9) Setting-Based Step. This is reserved for any unique requirement of a setting. For example, espionage games require a player to pick a cover occupation for her character. This can take 10 minutes.

 

So that’s how I go about first level.

10 Replies to “First Level – My Take”

  1. There are two aspects I particularly like about your process.

    I like the onion skin approach so the player, particularly new players, can see the characters skills building over time. I think that is superior to the HARP method of a single development ‘level with 100DPs rather than the normal 50DP per level.

    Although you use more layers than I like I do like that each layer is clearly liked to an obvious life stage where the player can imagine what the character was doing to learn those skills.

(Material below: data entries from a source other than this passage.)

//! Custom error types for the cleaning pipeline.
//!
//! Every failure during a run, whether the upload could not be parsed, a
//! column has an unsupported type or a statistic cannot be computed, is a
//! [`ProcessingError`]. The variants name the cause; callers that only
//! want to show a message can rely on `Display`.
//!
//! Errors are serializable so a frontend can receive them as
//! `{ "code": ..., "message": ... }`.

use serde::Serialize;
use serde::ser::SerializeStruct;
use thiserror::Error;

use crate::config::ConfigValidationError;

/// The single error type of a cleaning run.
#[derive(Error, Debug)]
pub enum ProcessingError {
    /// The uploaded input contained no bytes or no header.
    #[error("Input is empty: {0}")]
    EmptyInput(String),

    /// A column has a type that is neither numeric nor categorical.
    #[error("Column '{column}' has unsupported type {dtype}")]
    UnsupportedColumnType { column: String, dtype: String },

    /// Columns of a dataset do not share the same row count.
    #[error("Column '{column}' has {actual} rows, expected {expected}")]
    LengthMismatch {
        column: String,
        expected: usize,
        actual: usize,
    },

    /// Two columns share a name.
    #[error("Duplicate column name '{0}'")]
    DuplicateColumn(String),

    /// Column was not found in the dataset.
    #[error("Column '{0}' not found in dataset")]
    ColumnNotFound(String),

    /// No non-missing values to compute a statistic from.
    #[error("No valid values found in column '{0}'")]
    NoValidValues(String),

    /// Invalid configuration provided.
    #[error("Invalid configuration: {0}")]
    InvalidConfig(String),

    /// IO error wrapper.
    #[error("IO error: {0}")]
    Io(#[from] std::io::Error),

    /// Polars error wrapper (CSV parsing, frame construction).
    #[error("Polars error: {0}")]
    Polars(#[from] polars::error::PolarsError),

    /// JSON serialization error.
    #[error("JSON error: {0}")]
    Json(#[from] serde_json::Error),

    /// Error with context.
    #[error("{context}: {source}")]
    WithContext {
        context: String,
        #[source]
        source: Box<ProcessingError>,
    },
}

impl ProcessingError {
    /// Add context to an error.
    pub fn with_context(self, context: impl Into<String>) -> Self {
        ProcessingError::WithContext {
            context: context.into(),
            source: Box::new(self),
        }
    }

    /// Get error code for frontend handling.
    pub fn error_code(&self) -> &'static str {
        match self {
            Self::EmptyInput(_) => "EMPTY_INPUT",
            Self::UnsupportedColumnType { .. } => "UNSUPPORTED_COLUMN_TYPE",
            Self::LengthMismatch { .. } => "LENGTH_MISMATCH",
            Self::DuplicateColumn(_) => "DUPLICATE_COLUMN",
            Self::ColumnNotFound(_) => "COLUMN_NOT_FOUND",
            Self::NoValidValues(_) => "NO_VALID_VALUES",
            Self::InvalidConfig(_) => "INVALID_CONFIG",
            Self::Io(_) => "IO_ERROR",
            Self::Polars(_) => "POLARS_ERROR",
            Self::Json(_) => "JSON_ERROR",
            Self::WithContext { source, .. } => source.error_code(),
        }
    }
}

impl From<ConfigValidationError> for ProcessingError {
    fn from(err: ConfigValidationError) -> Self {
        ProcessingError::InvalidConfig(err.to_string())
    }
}

/// Errors are serialized as a struct with `code` and `message` fields.
impl Serialize for ProcessingError {
    fn serialize<S>(&self, serializer: S) -> std::result::Result<S::Ok, S::Error>
    where
        S: serde::Serializer,
    {
        let mut state = serializer.serialize_struct("ProcessingError", 2)?;
        state.serialize_field("code", &self.error_code())?;
        state.serialize_field("message", &self.to_string())?;
        state.end()
    }
}

/// Result type alias for cleaning operations.
pub type Result<T> = std::result::Result<T, ProcessingError>;

/// Extension trait for adding context to Results.
pub trait ResultExt<T> {
    /// Add context to an error result.
    fn context(self, context: impl Into<String>) -> Result<T>;
}

impl<T> ResultExt<T> for Result<T> {
    fn context(self, context: impl Into<String>) -> Result<T> {
        self.map_err(|e| e.with_context(context))
    }
}

impl<T> ResultExt<T> for std::io::Result<T> {
    fn context(self, context: impl Into<String>) -> Result<T> {
        self.map_err(|e| ProcessingError::Io(e).with_context(context))
    }
}

impl<T> ResultExt<T> for std::result::Result<T, polars::error::PolarsError> {
    fn context(self, context: impl Into<String>) -> Result<T> {
        self.map_err(|e| ProcessingError::Polars(e).with_context(context))
    }
}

  2. Yeah, to do modern stuff properly (at least in my view) I need to use as many layers as I do. I’ve tried trimming it down, but found it just didn’t work in terms of starting characters where they should be and leaving players with enough skills AND DPs to have a useful (and survivable) first level character.

    I’m experimenting with the idea of staring (or beginning) Professions as well for a couple of settings.

    1. I can see that makes sense.

      Is it you that allows change of profession? I know this has come up on the forums more than once.

      1. Yes, that’s me. I’m convinced you HAVE to allow this in modern games (or just about any non-magic setting for that matter), and it’s easy enough to control (at least in my experience) in fantasy as well.

        1. It was never an issue for us that went down the ‘no prof’ route but I do agree that it is essential. I have had PCs change their life direction many times in the past and the Conan series of books would not have been the same if it had gone Conan the Barbarian, Conan the Barbarian II, Conan the Barbarian III.

  3. We too just allow players to assign their rolls to any stat they want. My players are used to DnD and would probably revolt it I only allowed the limited number of switches (is it two?) in the current RMU rules.

    1. Yeah, it’s two changes. Two changes don’t help if your rolls suck, though. That was one thing I did like about RM2 – you were guaranteed two sats that were decent if you had bad rolls (the old ‘raise your PRs to 90’ rule).

      1. True, it ensured you were not entirely gimped.

        Oh, I forgot one other thing I’ve started doing recently. Once players all roll for stat bonuses (we just roll bonuses directly, and eliminate the needless middle man of the percentile stats themselves), then I add up all the bonuses for each character. Some might have more than others: say someone had a net bonus of +30, while another had 15. Everyone except the high roller gets extra bonus development points for each point their total is below 30.

        1. I think one of the coolest things about RM is its ability to flex around rule changes without breaking. …”and eliminate the needless middle man of the percentile stats themselves”… I went completely the other way and made the d100 stat even more important and pull their weight.

          1. Yes, I think that flexibility lets you go either way, which is great.

            I very much like what you’ve done with the d100 stats. If I were making Rolemaster all over again, I would probably do exactly what you’ve done, and just have the percentile stat as the stat bonus for the skill. This would eliminate a lot of the frustration players have at low levels because the stat bonus pales in comparison to the skill bonus, and at low levels the skill bonus is low and the threshold for success is high. Having a 63 agility and thus being able to add a 63 agility bonus to your climbing attempt makes simple basic maneuvers like climbing a low hill appropriately easy, whereas having only a +4 bonus stat bonus and a +10 skill bonus makes it much less likely to succeed if the threshold of success is 101. So I very much like that idea.

            That would involve such a major change for us though that it is easier for us to just do away with the percentile stats altogether and just use the bonuses. Note too that we use the simpler equation of (stat – 50)/3 for the stat bonus, so it is easy for us to derive a percentile stat from the stat bonus on those rare occasions we need to do it. You just multiply the bonus by 3 and add 50 to get the percentile stat. A +4 stat bonus = 62 percentile stat.

            You can’t quite do that with the current RMU stats because they have that irregular stat bonus curve and you need a chart to be able to derive the stat from the bonus or the bonus from the stat. That’s another reason I’ve been trying to convince the dev team to just go with (stat – 50)/3 for the stat bonus.